Fran Blinebury, NBA.com: If we’re talking strictly free agency and not including trades, then I’m going with the Pistons. Signing Josh Smith definitely qualifies as a big splash and getting Chauncey Billups to return to Detroit could make more than a ripple in the pond if he can help with the team chemistry and developing young talent. Gigi Datome could be a bonus. Cleveland is probably closer to making the playoffs, but that’s due to a healthy Kyrie Irving and other returning talent. I like the addition of Jarrett Jack, but think the Cavs are headed for disappointment with Andrew Bynum.

Jeff Caplan, NBA.com: From the standpoint of immediate impact my vote goes to the Detroit Pistons. Josh Smith‘s history with the Hawks wasn’t always pretty and has been an enigma, but the power forward is a talent. If he’s focused and fit — and he better be now that he’s out of Atlanta and has a lucrative contract — he can really help what certainly appears to be a franchise on the move. The Pistons hope he will mesh well with and be a good influence on youngsters Andre Drummond and Greg Monroe. Add veteran point guard Chauncey Billups, who won a title in Detroit a decade ago, and a young team just got supreme on-the-floor leadership and a respected figure that new coach Maurice Cheeks can lean on as he implements his system. Honorable mentions: Phoenix for acquiring Eric Bledsoe and Caron Butler; Portland for adding Dorell Wright and Robin Lopez; Charlotte for signing Al Jefferson, even if they paid a hefty price; and a shaky honorable mention to Cleveland for taking a stab at Andrew Bynum.
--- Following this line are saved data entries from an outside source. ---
// src/runner.rs

//! Top-level driver: find the build script, hand it a session, turn the
//! outcome into a process exit code.

use std::error::Error as _;

use tracing::{error, info};

use crate::cli::CommandArguments;
use crate::config::loader::DEFAULT_SCRIPT_LOCATIONS;
use crate::context::TaskSession;
use crate::errors::{BuildError, Result};
use crate::script::ScriptLocator;
use crate::types::status_codes;

pub struct CommandExecutor<L> {
    args: CommandArguments,
    locator: L,
    session: TaskSession,
}

impl<L: ScriptLocator> CommandExecutor<L> {
    pub fn new(args: CommandArguments, locator: L) -> Self {
        Self {
            args,
            locator,
            session: TaskSession::default(),
        }
    }

    /// Start from `session` (e.g. with pre-seeded build properties). Run
    /// options are still taken from the command arguments.
    pub fn with_session(mut self, session: TaskSession) -> Self {
        self.session = session;
        self
    }

    pub fn args(&self) -> &CommandArguments {
        &self.args
    }

    /// Run the build and return the process exit code.
    ///
    /// With `rethrow` set, failures are returned as errors instead.
    pub async fn execute(&self) -> Result<i32> {
        info!(version = env!("CARGO_PKG_VERSION"), "buildrig");

        if self.args.help {
            return Ok(status_codes::HELP_REQUESTED);
        }

        let script = match self.locator.find(&self.args) {
            Ok(Some(script)) => script,
            Ok(None) => {
                return self.fail(BuildError::ScriptNotFound {
                    searched: DEFAULT_SCRIPT_LOCATIONS.iter().map(|s| s.to_string()).collect(),
                });
            }
            Err(err) => return self.fail(err),
        };

        match script.run(self.session_for_run()).await {
            Ok(code) => {
                info!(exit_code = code, "build finished");
                Ok(code)
            }
            Err(err) => self.fail(err),
        }
    }

    fn session_for_run(&self) -> TaskSession {
        TaskSession {
            script_args: self.args.script_args.clone(),
            main_targets: self.args.main_targets.clone(),
            targets_to_execute: self.args.targets_to_execute.clone(),
            no_dependencies: self.args.no_dependencies,
            dry_run: self.args.dry_run,
            properties: self.session.properties.clone(),
        }
    }

    fn fail(&self, err: BuildError) -> Result<i32> {
        if self.args.rethrow {
            return Err(err);
        }
        error!(exit_code = err.exit_code(), "EXECUTION FAILED:\n{}", describe_chain(&err));
        Ok(err.exit_code())
    }
}

/// The error and each of its sources, one per line.
fn describe_chain(err: &BuildError) -> String {
    let mut out = err.to_string();
    let mut source = err.source();
    while let Some(cause) = source {
        let text = cause.to_string();
        if !out.contains(&text) {
            out.push_str("\n  caused by: ");
            out.push_str(&text);
        }
        source = cause.source();
    }
    out
}

#[cfg(test)]
mod tests {
    use super::*;
    use anyhow::anyhow;

    #[test]
    fn chain_skips_causes_already_in_the_message() {
        let err = BuildError::TaskFailed {
            target: "compile".into(),
            task: "cc".into(),
            source: anyhow!("exit 1"),
        };
        assert_eq!(describe_chain(&err).matches("exit 1").count(), 1);

        let io = BuildError::IoError(std::io::Error::other("disk full"));
        assert!(describe_chain(&io).contains("disk full"));
    }
}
Scott Howard-Cooper, NBA.com: The Timberwolves. They took care of business with their own free agents by re-signing Chase Budinger and, barring a big surprise, Nikola Pekovic. And they addressed an offseason priority to find shooting help by getting Kevin Martin. Adding the defense of Corey Brewer will help as well.

John Schuhmann, NBA.com: I’m not very bullish on Andrew Bynum’s prospects, but I still like what Cleveland has done, adding a couple of veterans at key positions to accelerate their progress. Their young players were going to get better and their defense was going to improve with the return of Mike Brown, but Jarrett Jack and Earl Clark can get them over the hump and into the playoffs. That’s a necessary step for the development of Kyrie Irving and also to pique LeBron James’ interest next summer. If Bynum and Anderson Varejao can combine to play 100 games or so, then they can get as high as the No. 6 seed in the East.

Sekou Smith, NBA.com: Dallas and Cleveland swung for the fences and came up a bit short. And I love what the Minnesota Timberwolves and New Orleans Pelicans did to bolster their rosters via trade and free agency. The Detroit Pistons, however, had specific targets and locked down the guys they identified as difference makers for a team that has a legitimate shot to climb up the charts in the Eastern Conference playoff chase. The additions of both Josh Smith and Chauncey Billups fill crucial needs for the Pistons. Toss in Italian league MVP Luigi Datome and the Pistons have added three significant pieces. That said, free agency seems a bit thin to me this summer now that all of the major transactions have been completed. The trade market is where the real action was this summer. And no one made a bigger splash there than the Brooklyn Nets.

Lang Whitaker, NBA.com’s All Ball blog: The Detroit Pistons? I used a question mark there on purpose, because it doesn’t seem like many of the lottery teams did very much in free agency, post-draft. The Pistons, though, signed Josh Smith, and J-Smoove gives them a heckuva front line, between Smith, Drummond and Monroe. I also like them bringing back Chauncey Billups, who will bring some stability to the backcourt. I don’t think these moves immediately make them a title team, but they should make them a playoff team this season.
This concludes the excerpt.